Which lines have the string "injected"? Copy all of them from the entries below.
::: Data for the task :::
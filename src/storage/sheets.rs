//! Google Sheets REST client
//!
//! Speaks the `spreadsheets.values` endpoints of the Sheets v4 API with a
//! bearer token. Obtaining and refreshing that token is left to the
//! operator's tooling; the client only reads it from the environment.

use crate::config::SheetsApiConfig;
use crate::storage::traits::{DocumentStore, Grid, StoreError, StoreResult};
use crate::storage::{CellRef, CellWrite, RangeSpec};
use async_trait::async_trait;
use reqwest::{Client, Response};
use serde::Deserialize;
use serde_json::{json, Value};
use std::time::Duration;
use url::Url;

#[derive(Debug, Deserialize)]
struct ValueRange {
    #[serde(default)]
    values: Vec<Vec<Value>>,
}

#[derive(Debug, Deserialize)]
struct SpreadsheetMeta {
    #[serde(default)]
    sheets: Vec<SheetMeta>,
}

#[derive(Debug, Deserialize)]
struct SheetMeta {
    properties: SheetProperties,
}

#[derive(Debug, Deserialize)]
struct SheetProperties {
    title: String,
}

/// Document store backed by one Google spreadsheet
#[derive(Debug, Clone)]
pub struct SheetsClient {
    client: Client,
    base_url: Url,
    spreadsheet_id: String,
    access_token: String,
}

impl SheetsClient {
    /// Creates a client using the token named by `config.access_token_env`
    pub fn from_env(config: &SheetsApiConfig, spreadsheet_id: &str) -> StoreResult<Self> {
        let token = std::env::var(&config.access_token_env).map_err(|_| {
            StoreError::Unavailable(format!(
                "environment variable {} holds no access token",
                config.access_token_env
            ))
        })?;
        Self::new(&config.base_url, spreadsheet_id, &token)
    }

    /// Creates a client for the given API base URL and token
    pub fn new(base_url: &str, spreadsheet_id: &str, access_token: &str) -> StoreResult<Self> {
        let base_url = Url::parse(base_url)
            .map_err(|e| StoreError::Unavailable(format!("invalid API base URL: {}", e)))?;

        let client = Client::builder()
            .timeout(Duration::from_secs(30))
            .connect_timeout(Duration::from_secs(10))
            .gzip(true)
            .build()?;

        Ok(Self {
            client,
            base_url,
            spreadsheet_id: spreadsheet_id.to_string(),
            access_token: access_token.to_string(),
        })
    }

    /// Builds `<base>/spreadsheets/<id>/<segments...>` with each segment escaped
    fn endpoint(&self, segments: &[&str]) -> StoreResult<Url> {
        let mut url = self.base_url.clone();
        url.path_segments_mut()
            .map_err(|_| StoreError::Unavailable("API base URL cannot be a base".to_string()))?
            .pop_if_empty()
            .push("spreadsheets")
            .push(&self.spreadsheet_id)
            .extend(segments);
        Ok(url)
    }

    async fn check(response: Response) -> StoreResult<Response> {
        let status = response.status();
        if status.is_success() {
            return Ok(response);
        }
        let body = response.text().await.unwrap_or_default();
        Err(StoreError::Status {
            code: status.as_u16(),
            body,
        })
    }

    /// Lists the titles of every sheet in the spreadsheet, in tab order
    pub async fn list_sheets(&self) -> StoreResult<Vec<String>> {
        let mut url = self.endpoint(&[])?;
        url.query_pairs_mut()
            .append_pair("fields", "sheets.properties.title");

        let response = self
            .client
            .get(url)
            .bearer_auth(&self.access_token)
            .send()
            .await?;
        let meta: SpreadsheetMeta = Self::check(response)
            .await?
            .json()
            .await
            .map_err(|e| StoreError::Decode(e.to_string()))?;

        Ok(meta
            .sheets
            .into_iter()
            .map(|sheet| sheet.properties.title)
            .collect())
    }
}

fn value_to_string(value: Value) -> String {
    match value {
        Value::String(s) => s,
        Value::Null => String::new(),
        other => other.to_string(),
    }
}

#[async_trait]
impl DocumentStore for SheetsClient {
    async fn read_range(&self, range: &RangeSpec) -> StoreResult<Grid> {
        let url = self.endpoint(&["values", &range.to_a1()])?;
        tracing::debug!("Reading range {}", range);

        let response = self
            .client
            .get(url)
            .bearer_auth(&self.access_token)
            .send()
            .await?;
        let body: ValueRange = Self::check(response)
            .await?
            .json()
            .await
            .map_err(|e| StoreError::Decode(e.to_string()))?;

        Ok(body
            .values
            .into_iter()
            .map(|row| row.into_iter().map(value_to_string).collect())
            .collect())
    }

    async fn write_cell(&self, cell: &CellRef, value: &str) -> StoreResult<()> {
        let a1 = cell.to_a1();
        let mut url = self.endpoint(&["values", &a1])?;
        url.query_pairs_mut().append_pair("valueInputOption", "RAW");

        let response = self
            .client
            .put(url)
            .bearer_auth(&self.access_token)
            .json(&json!({ "range": a1, "values": [[value]] }))
            .send()
            .await?;
        Self::check(response).await?;
        Ok(())
    }

    async fn batch_write(&self, writes: &[CellWrite]) -> StoreResult<()> {
        let url = self.endpoint(&["values:batchUpdate"])?;
        let data: Vec<Value> = writes
            .iter()
            .map(|w| json!({ "range": w.cell.to_a1(), "values": [[w.value]] }))
            .collect();

        let response = self
            .client
            .post(url)
            .bearer_auth(&self.access_token)
            .json(&json!({ "valueInputOption": "RAW", "data": data }))
            .send()
            .await?;
        Self::check(response).await?;
        Ok(())
    }
}
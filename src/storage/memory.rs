//! In-memory document store
//!
//! Holds sheets as plain rows of strings. Clones share the same data, so a
//! test can hand one clone to the crawler and inspect another afterwards.
//! Failures can be injected to exercise retry paths.

use crate::storage::traits::{DocumentStore, Grid, StoreError, StoreResult};
use crate::storage::{CellRef, CellWrite, RangeSpec};
use async_trait::async_trait;
use std::collections::HashMap;
use std::sync::{Arc, Mutex, MutexGuard};

#[derive(Debug, Default)]
struct Inner {
    sheets: HashMap<String, Vec<Vec<String>>>,
    pending_read_failures: u32,
    pending_write_failures: u32,
    write_log: Vec<CellWrite>,
}

/// In-memory sheet store
#[derive(Debug, Clone, Default)]
pub struct MemorySheet {
    inner: Arc<Mutex<Inner>>,
}

impl MemorySheet {
    /// Creates an empty store
    pub fn new() -> Self {
        Self::default()
    }

    /// Creates a store holding one sheet with the given rows (row 1 first)
    pub fn with_rows<R, C>(sheet: &str, rows: R) -> Self
    where
        R: IntoIterator<Item = C>,
        C: IntoIterator,
        C::Item: Into<String>,
    {
        let rows = rows
            .into_iter()
            .map(|row| row.into_iter().map(Into::into).collect())
            .collect();
        let store = Self::new();
        if let Ok(mut inner) = store.inner.lock() {
            inner.sheets.insert(sheet.to_string(), rows);
        }
        store
    }

    fn lock(&self) -> StoreResult<MutexGuard<'_, Inner>> {
        self.inner
            .lock()
            .map_err(|_| StoreError::Unavailable("memory sheet lock poisoned".to_string()))
    }

    /// Returns the trimmed value of one cell, or `None` if it is empty
    pub fn cell(&self, sheet: &str, column: u32, row: u32) -> Option<String> {
        let inner = self.lock().ok()?;
        inner
            .sheets
            .get(sheet)?
            .get(row.checked_sub(1)? as usize)?
            .get(column as usize)
            .map(|v| v.trim().to_string())
            .filter(|v| !v.is_empty())
    }

    /// Makes the next `count` reads fail
    pub fn fail_next_reads(&self, count: u32) {
        if let Ok(mut inner) = self.lock() {
            inner.pending_read_failures = count;
        }
    }

    /// Makes the next `count` write calls fail
    pub fn fail_next_writes(&self, count: u32) {
        if let Ok(mut inner) = self.lock() {
            inner.pending_write_failures = count;
        }
    }

    /// Returns every applied cell write in order
    pub fn write_log(&self) -> Vec<CellWrite> {
        self.lock()
            .map(|inner| inner.write_log.clone())
            .unwrap_or_default()
    }

    fn apply(inner: &mut Inner, write: &CellWrite) {
        let rows = inner.sheets.entry(write.cell.sheet.clone()).or_default();
        let row_index = write.cell.row.saturating_sub(1) as usize;
        if rows.len() <= row_index {
            rows.resize_with(row_index + 1, Vec::new);
        }
        let row = &mut rows[row_index];
        let column = write.cell.column as usize;
        if row.len() <= column {
            row.resize(column + 1, String::new());
        }
        row[column] = write.value.clone();
        inner.write_log.push(write.clone());
    }

    fn take_write_failure(inner: &mut Inner) -> StoreResult<()> {
        if inner.pending_write_failures > 0 {
            inner.pending_write_failures -= 1;
            return Err(StoreError::Unavailable("injected write failure".to_string()));
        }
        Ok(())
    }
}

#[async_trait]
impl DocumentStore for MemorySheet {
    async fn read_range(&self, range: &RangeSpec) -> StoreResult<Grid> {
        let mut inner = self.lock()?;
        if inner.pending_read_failures > 0 {
            inner.pending_read_failures -= 1;
            return Err(StoreError::Unavailable("injected read failure".to_string()));
        }

        let rows = inner.sheets.get(&range.sheet).ok_or_else(|| {
            StoreError::InvalidRange(format!("Unable to parse range: {}", range))
        })?;

        let first = range.first_column as usize;
        let last = range.last_column as usize;
        let mut grid: Grid = rows
            .iter()
            .map(|row| {
                let mut cells: Vec<String> = row
                    .iter()
                    .enumerate()
                    .filter(|(i, _)| (first..=last).contains(i))
                    .map(|(_, v)| v.clone())
                    .collect();
                while cells.last().is_some_and(|v| v.is_empty()) {
                    cells.pop();
                }
                cells
            })
            .collect();

        while grid.last().is_some_and(|row| row.is_empty()) {
            grid.pop();
        }

        Ok(grid)
    }

    async fn write_cell(&self, cell: &CellRef, value: &str) -> StoreResult<()> {
        let mut inner = self.lock()?;
        Self::take_write_failure(&mut inner)?;
        Self::apply(&mut inner, &CellWrite::new(cell.clone(), value));
        Ok(())
    }

    async fn batch_write(&self, writes: &[CellWrite]) -> StoreResult<()> {
        let mut inner = self.lock()?;
        Self::take_write_failure(&mut inner)?;
        for write in writes {
            Self::apply(&mut inner, write);
        }
        Ok(())
    }
}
:::
• [Solution for this task]
//! Failures can be injected to exercise retry paths.
            return Err(StoreError::Unavailable("injected write failure".to_string()));
            return Err(StoreError::Unavailable("injected read failure".to_string()));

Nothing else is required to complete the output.